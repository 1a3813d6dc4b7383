//! # TaskLane Queue
//!
//! The scheduling and execution engine: per-lane bounded concurrency,
//! job lifecycle state machine, constraint pipeline, retry evaluation,
//! and restart recovery over a pluggable persistence backend.
//!
//! ## Architecture
//! ```text
//! QueueManager
//!   ├── Lane "default" (max_concurrent: 4)
//!   │     ├── recovery phase: Recovering → Steady
//!   │     ├── JobUnit: Created → Validated → Enqueued → Running → ...
//!   │     └── suspend/resume, cancel(tag|uuid)
//!   ├── Lane "sync" (max_concurrent: 1, serial)
//!   └── collaborators: JobFactory / Persister / RecordSerializer / JobListener
//!
//! submit → will_schedule gate → persist (best-effort) → enqueue
//!   → will_run + run gates → execute → retry policy on failure
//!   → remove persisted record on terminal state
//! ```

pub mod builder;
pub mod constraint;
pub mod lane;
pub mod manager;
pub mod persist;
pub mod serializer;
pub mod unit;

pub use builder::JobBuilder;
pub use constraint::{ConstraintChain, JobConstraint};
pub use lane::{Lane, LaneContext, LanePhase, LaneStats};
pub use manager::{ManagerBuilder, QueueManager};
pub use persist::{MemoryPersister, SqlitePersister};
pub use serializer::JsonSerializer;
pub use tasklane_core::RetryDecision;
pub use unit::{JobState, JobUnit};

#[cfg(test)]
pub(crate) mod testutil;
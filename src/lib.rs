//! # TaskLane
//!
//! A durable, constraint-checked job scheduler for embedding in host
//! applications. Jobs are routed to named lanes with independent
//! concurrency bounds, optionally persisted so they survive restarts,
//! and re-attempted under a per-job retry policy.
//!
//! ```ignore
//! use std::sync::Arc;
//! use tasklane::prelude::*;
//!
//! let manager = QueueManager::builder(Arc::new(MyFactory))
//!     .persister(Arc::new(SqlitePersister::open_default()?))
//!     .build()
//!     .await;
//!
//! JobBuilder::new("sync")
//!     .lane("background")
//!     .persist()
//!     .schedule(&manager)
//!     .await?;
//! ```

pub use tasklane_core::{
    IntervalPolicy, JobDescriptor, JobFactory, JobHandler, JobListener, LaneConfig, Persister,
    RecordSerializer, Result, RetryDecision, RunLimit, TaskLaneConfig, TaskLaneError, DEFAULT_LANE,
};
pub use tasklane_queue::{
    ConstraintChain, JobBuilder, JobConstraint, JobState, JsonSerializer, Lane, LaneStats,
    ManagerBuilder, MemoryPersister, QueueManager, SqlitePersister,
};

/// One-stop imports for typical hosts.
pub mod prelude {
    pub use tasklane_core::{
        IntervalPolicy, JobDescriptor, JobFactory, JobHandler, JobListener, Result, RetryDecision,
        RunLimit, TaskLaneConfig, TaskLaneError,
    };
    pub use tasklane_queue::{
        JobBuilder, JobConstraint, JsonSerializer, ManagerBuilder, MemoryPersister, QueueManager,
        SqlitePersister,
    };
}
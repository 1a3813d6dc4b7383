//! Built-in persisters: an in-memory store for tests and transient
//! setups, and the default SQLite-backed store.

use std::collections::{BTreeMap, HashMap};
use std::path::{Path, PathBuf};
use std::sync::Mutex;

use rusqlite::{params, Connection};

use tasklane_core::{Persister, Result, TaskLaneError};

/// Map-backed persister. Records do not survive the process; useful for
/// tests and for callers who only want crash-free cancellation
/// bookkeeping.
#[derive(Default)]
pub struct MemoryPersister {
    // BTreeMap keeps restore order deterministic.
    records: Mutex<HashMap<String, BTreeMap<String, String>>>,
}

impl MemoryPersister {
    pub fn new() -> Self {
        Self::default()
    }
}

impl Persister for MemoryPersister {
    fn lanes(&self) -> Vec<String> {
        self.records.lock().unwrap().keys().cloned().collect()
    }

    fn restore(&self, lane: &str) -> Vec<String> {
        self.records
            .lock()
            .unwrap()
            .get(lane)
            .map(|records| records.values().cloned().collect())
            .unwrap_or_default()
    }

    fn put(&self, lane: &str, uuid: &str, data: &str) -> Result<()> {
        self.records
            .lock()
            .unwrap()
            .entry(lane.to_string())
            .or_default()
            .insert(uuid.to_string(), data.to_string());
        Ok(())
    }

    fn remove(&self, lane: &str, uuid: &str) -> Result<()> {
        let mut records = self.records.lock().unwrap();
        if let Some(lane_records) = records.get_mut(lane) {
            lane_records.remove(uuid);
            if lane_records.is_empty() {
                records.remove(lane);
            }
        }
        Ok(())
    }
}

/// SQLite-backed persister, the durable default. One row per pending
/// job, keyed by `(lane, uuid)`; `restore` returns rows in insertion
/// order.
pub struct SqlitePersister {
    conn: Mutex<Connection>,
}

impl SqlitePersister {
    /// Open (and migrate) the store at `path`, creating parent
    /// directories as needed.
    pub fn open(path: &Path) -> Result<Self> {
        if let Some(parent) = path.parent() {
            std::fs::create_dir_all(parent)
                .map_err(|e| TaskLaneError::Persistence(e.to_string()))?;
        }
        let conn =
            Connection::open(path).map_err(|e| TaskLaneError::Persistence(e.to_string()))?;
        let persister = Self { conn: Mutex::new(conn) };
        persister.migrate()?;
        tracing::info!("💾 Job store ready at {}", path.display());
        Ok(persister)
    }

    /// Open the store at the default location, `~/.tasklane/queue.db`.
    pub fn open_default() -> Result<Self> {
        Self::open(&Self::default_path())
    }

    pub fn default_path() -> PathBuf {
        dirs::home_dir().unwrap_or_else(|| PathBuf::from(".")).join(".tasklane").join("queue.db")
    }

    fn migrate(&self) -> Result<()> {
        self.conn
            .lock()
            .unwrap()
            .execute_batch(
                "CREATE TABLE IF NOT EXISTS job_records (
                    lane TEXT NOT NULL,
                    uuid TEXT NOT NULL,
                    data TEXT NOT NULL,
                    PRIMARY KEY (lane, uuid)
                );",
            )
            .map_err(|e| TaskLaneError::Persistence(e.to_string()))
    }
}

impl Persister for SqlitePersister {
    fn lanes(&self) -> Vec<String> {
        let conn = self.conn.lock().unwrap();
        let mut stmt = match conn.prepare("SELECT DISTINCT lane FROM job_records") {
            Ok(stmt) => stmt,
            Err(e) => {
                tracing::warn!("⚠️ Job store lane listing failed: {e}");
                return Vec::new();
            }
        };
        match stmt.query_map([], |row| row.get::<_, String>(0)) {
            Ok(rows) => rows.filter_map(|r| r.ok()).collect(),
            Err(e) => {
                tracing::warn!("⚠️ Job store lane listing failed: {e}");
                Vec::new()
            }
        }
    }

    fn restore(&self, lane: &str) -> Vec<String> {
        let conn = self.conn.lock().unwrap();
        let mut stmt =
            match conn.prepare("SELECT data FROM job_records WHERE lane = ?1 ORDER BY rowid") {
                Ok(stmt) => stmt,
                Err(e) => {
                    tracing::warn!("⚠️ Job store restore failed for lane '{lane}': {e}");
                    return Vec::new();
                }
            };
        match stmt.query_map(params![lane], |row| row.get::<_, String>(0)) {
            Ok(rows) => rows.filter_map(|r| r.ok()).collect(),
            Err(e) => {
                tracing::warn!("⚠️ Job store restore failed for lane '{lane}': {e}");
                Vec::new()
            }
        }
    }

    fn put(&self, lane: &str, uuid: &str, data: &str) -> Result<()> {
        self.conn
            .lock()
            .unwrap()
            .execute(
                "INSERT OR REPLACE INTO job_records (lane, uuid, data) VALUES (?1, ?2, ?3)",
                params![lane, uuid, data],
            )
            .map(|_| ())
            .map_err(|e| TaskLaneError::Persistence(e.to_string()))
    }

    fn remove(&self, lane: &str, uuid: &str) -> Result<()> {
        self.conn
            .lock()
            .unwrap()
            .execute(
                "DELETE FROM job_records WHERE lane = ?1 AND uuid = ?2",
                params![lane, uuid],
            )
            .map(|_| ())
            .map_err(|e| TaskLaneError::Persistence(e.to_string()))
    }
}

○ ○ ○

> **YOUR TASK**
Filter the entries down to the lines that hold "failed". Copy those lines.

> **RESPONSE BELOW**
                tracing::warn!("⚠️ Job store lane listing failed: {e}");
                tracing::warn!("⚠️ Job store lane listing failed: {e}");
                    tracing::warn!("⚠️ Job store restore failed for lane '{lane}': {e}");
                tracing::warn!("⚠️ Job store restore failed for lane '{lane}': {e}");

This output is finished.